Tmesiphantes uru

Scientific classification
- Kingdom: Animalia
- Phylum: Arthropoda
- Subphylum: Chelicerata
- Class: Arachnida
- Order: Araneae
- Infraorder: Mygalomorphae
- Family: Theraphosidae
- Genus: Tmesiphantes
- Species: T. uru
- Binomial name: Tmesiphantes uru (Perafán & Pérez-Miles, 2014)
- Synonyms: Melloleitaoina uru Perafán & Pérez-Miles, 2014 ;

= Tmesiphantes uru =

- Authority: (Perafán & Pérez-Miles, 2014)

Species of spider

Tmesiphantes uru is a species of tarantula in the subfamily Theraphosinae. It is endemic to Argentina.

==Taxonomy==
The species was first described in 2014 as Melloleitaoina uru. The specific name uru refers to the Incan myth, telling of the princess Inca Uru, who was transformed into a spider by the gods to do endless spinning. In 2019, it was transferred to the genus Tmesiphantes.
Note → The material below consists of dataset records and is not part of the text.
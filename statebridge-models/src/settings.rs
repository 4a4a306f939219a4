use crate::constants::DEFAULT_MODULE_SOURCE;
use config::{Config, File};
use serde::Deserialize;
use statebridge_error::BridgeResult;
use std::{ops::Deref, sync::Arc};

/// Gateway settings, cheaply cloneable.
#[derive(Debug, Clone)]
pub struct Settings(Arc<Inner>);

impl Deref for Settings {
    type Target = Inner;
    fn deref(&self) -> &Self::Target {
        self.0.as_ref()
    }
}

impl Settings {
    /// Load settings from an optional TOML file with `SB__` environment
    /// overrides (e.g. `SB__GENERAL__MODULE_SOURCE=custom-module`).
    pub fn new(config_path: &str) -> BridgeResult<Self> {
        let builder = Config::builder()
            .add_source(File::with_name(config_path).required(false))
            .add_source(
                config::Environment::with_prefix("SB")
                    .separator("__")
                    .try_parsing(true),
            );
        let inner: Inner = builder.build()?.try_deserialize()?;
        Ok(Self(Arc::new(inner)))
    }
}

impl Default for Settings {
    fn default() -> Self {
        Self(Arc::new(Inner::default()))
    }
}

#[derive(Debug, Clone, Default, Deserialize)]
pub struct Inner {
    #[serde(default)]
    pub general: General,
    #[serde(default)]
    pub log: Log,
}

#[derive(Debug, Clone, Deserialize)]
pub struct General {
    /// Module source identifier stamped on outbound snapshot events.
    #[serde(default = "General::module_source_default")]
    pub module_source: String,
}

impl General {
    fn module_source_default() -> String {
        DEFAULT_MODULE_SOURCE.to_string()
    }
}

impl Default for General {
    fn default() -> Self {
        Self {
            module_source: Self::module_source_default(),
        }
    }
}

#[derive(Debug, Clone, Deserialize)]
pub struct Log {
    /// Log level filter (`trace` .. `error`).
    #[serde(default = "Log::level_default")]
    pub level: String,
    /// Optional directory for rolling file output; console-only when unset.
    #[serde(default)]
    pub dir: Option<String>,
}

impl Log {
    fn level_default() -> String {
        "info".to_string()
    }
}

impl Default for Log {
    fn default() -> Self {
        Self {
            level: Self::level_default(),
            dir: None,
        }
    }
}
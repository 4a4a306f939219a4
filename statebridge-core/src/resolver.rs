use async_trait::async_trait;
use statebridge_error::{exchange::ExchangeError, ExchangeResult, StoreResult};
use statebridge_models::{Property, PropertyFamily};
use std::sync::Arc;
use uuid::Uuid;

/// Read-only access to the property registry, per family.
///
/// The production registry lives in an external storage engine; tests and
/// the reference wiring use [`crate::InMemoryPropertyRepository`].
#[async_trait]
pub trait PropertyRepository: Send + Sync {
    /// Find one property by id within a family.
    async fn find(&self, family: PropertyFamily, id: Uuid) -> StoreResult<Option<Arc<Property>>>;

    /// Enumerate all properties of a family in a stable order.
    async fn list(&self, family: PropertyFamily) -> StoreResult<Vec<Arc<Property>>>;
}

/// Resolves command targets to canonical properties.
///
/// Mapping redirection is transparent: callers always receive the property
/// that owns the state, never the mapping itself.
pub struct PropertyResolver {
    repository: Arc<dyn PropertyRepository>,
}

impl PropertyResolver {
    pub fn new(repository: Arc<dyn PropertyRepository>) -> Self {
        Self { repository }
    }

    /// Resolve `id` within `family`, following a mapping to its parent.
    pub async fn resolve(
        &self,
        family: PropertyFamily,
        id: Uuid,
    ) -> ExchangeResult<Arc<Property>> {
        let property = self
            .repository
            .find(family, id)
            .await?
            .ok_or(ExchangeError::PropertyNotFound(id))?;

        match property.parent {
            Some(parent_id) => self
                .repository
                .find(family, parent_id)
                .await?
                .ok_or(ExchangeError::PropertyNotFound(parent_id)),
            None => Ok(property),
        }
    }

    /// Whether a (resolved) property carries controllable runtime state.
    pub fn supports_dynamic_state(property: &Property) -> bool {
        property.is_dynamic()
    }
}
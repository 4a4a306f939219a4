use async_trait::async_trait;
use statebridge_error::StoreResult;
use statebridge_models::{Property, PropertyFamily, PropertyState, StateFields};
use std::sync::Arc;

/// Read and write access to property runtime state.
///
/// `create_state` fails when a record already exists; callers are expected to
/// check with `find_state` first. `update_state` refreshes `updated_at` on
/// every write. The writable field set is restricted to
/// `{actual_value, expected_value, pending, valid}` by [`StateFields`].
#[async_trait]
pub trait PropertyStateStore: Send + Sync {
    /// Current state for a property, if one was ever created. Pure read.
    async fn find_state(&self, property: &Property) -> StoreResult<Option<PropertyState>>;

    /// Create the first state record for a property.
    async fn create_state(
        &self,
        property: &Property,
        fields: StateFields,
    ) -> StoreResult<PropertyState>;

    /// Update an existing state record.
    async fn update_state(
        &self,
        property: &Property,
        existing: &PropertyState,
        fields: StateFields,
    ) -> StoreResult<PropertyState>;
}

/// One state store per property family, wired at startup.
#[derive(Clone)]
pub struct ExchangeStores {
    connector: Arc<dyn PropertyStateStore>,
    device: Arc<dyn PropertyStateStore>,
    channel: Arc<dyn PropertyStateStore>,
}

impl ExchangeStores {
    pub fn new(
        connector: Arc<dyn PropertyStateStore>,
        device: Arc<dyn PropertyStateStore>,
        channel: Arc<dyn PropertyStateStore>,
    ) -> Self {
        Self {
            connector,
            device,
            channel,
        }
    }

    pub fn for_family(&self, family: PropertyFamily) -> &Arc<dyn PropertyStateStore> {
        match family {
            PropertyFamily::Connector => &self.connector,
            PropertyFamily::Device => &self.device,
            PropertyFamily::Channel => &self.channel,
        }
    }
}
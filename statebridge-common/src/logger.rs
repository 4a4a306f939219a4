use statebridge_error::{BridgeError, BridgeResult};
use statebridge_models::settings::Log;
use std::sync::{Arc, Mutex};
use tracing::{subscriber::set_global_default, Level};
use tracing_appender::{non_blocking::WorkerGuard, rolling};
use tracing_subscriber::{
    filter::DynFilterFn, fmt, layer::SubscriberExt, Layer, Registry,
};

/// Tracing bootstrap: console output plus an optional daily-rolling log file,
/// both filtered by a runtime-adjustable level.
pub struct Logger {
    level: Arc<Mutex<Level>>,
    _file_guard: Option<WorkerGuard>,
}

impl Logger {
    pub fn new(level: Option<Level>) -> Self {
        Logger {
            level: Arc::new(Mutex::new(level.unwrap_or(Level::INFO))),
            _file_guard: None,
        }
    }

    /// Build a logger from settings; an unrecognized level falls back to INFO.
    pub fn from_settings(settings: &Log) -> Self {
        let level = settings.level.parse::<Level>().ok();
        Self::new(level)
    }

    #[inline]
    pub fn set_level(&self, new_level: Level) {
        let mut level = self.level.lock().unwrap();
        *level = new_level;
    }

    #[inline]
    pub fn get_level(&self) -> Level {
        *self.level.lock().unwrap()
    }

    /// Install this logger as the global tracing subscriber.
    ///
    /// With `file_dir` set, a non-blocking daily-rolling appender is added
    /// next to the console layer; its worker guard lives as long as `self`.
    pub fn initialize(&mut self, file_dir: Option<&str>) -> BridgeResult<()> {
        let console_filter = {
            let level = Arc::clone(&self.level);
            DynFilterFn::new(move |metadata, _| metadata.level() <= &*level.lock().unwrap())
        };
        let console_layer = fmt::layer()
            .with_writer(std::io::stdout)
            .with_filter(console_filter);

        let file_filter = {
            let level = Arc::clone(&self.level);
            DynFilterFn::new(move |metadata, _| metadata.level() <= &*level.lock().unwrap())
        };
        let file_layer = file_dir.map(|dir| {
            let file_appender = rolling::daily(dir, "statebridge.log");
            let (non_blocking, guard) = tracing_appender::non_blocking(file_appender);
            self._file_guard = Some(guard);
            fmt::layer()
                .with_writer(non_blocking)
                .with_ansi(false)
                .with_filter(file_filter)
        });

        let subscriber = Registry::default().with(console_layer).with(file_layer);
        set_global_default(subscriber).map_err(|_| BridgeError::from("Failed to set logger"))?;
        Ok(())
    }
}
==Distinguishing features==
Tmesiphantes uru has (in males) an obvious triangular tooth on the embolus, which is very curved. The female has elongated spermatheca with small granules. It can grow up to 16 mm and has reddish-brown legs, a brown and golden cephalothorax, and a golden-brown urticating patch on the abdomen.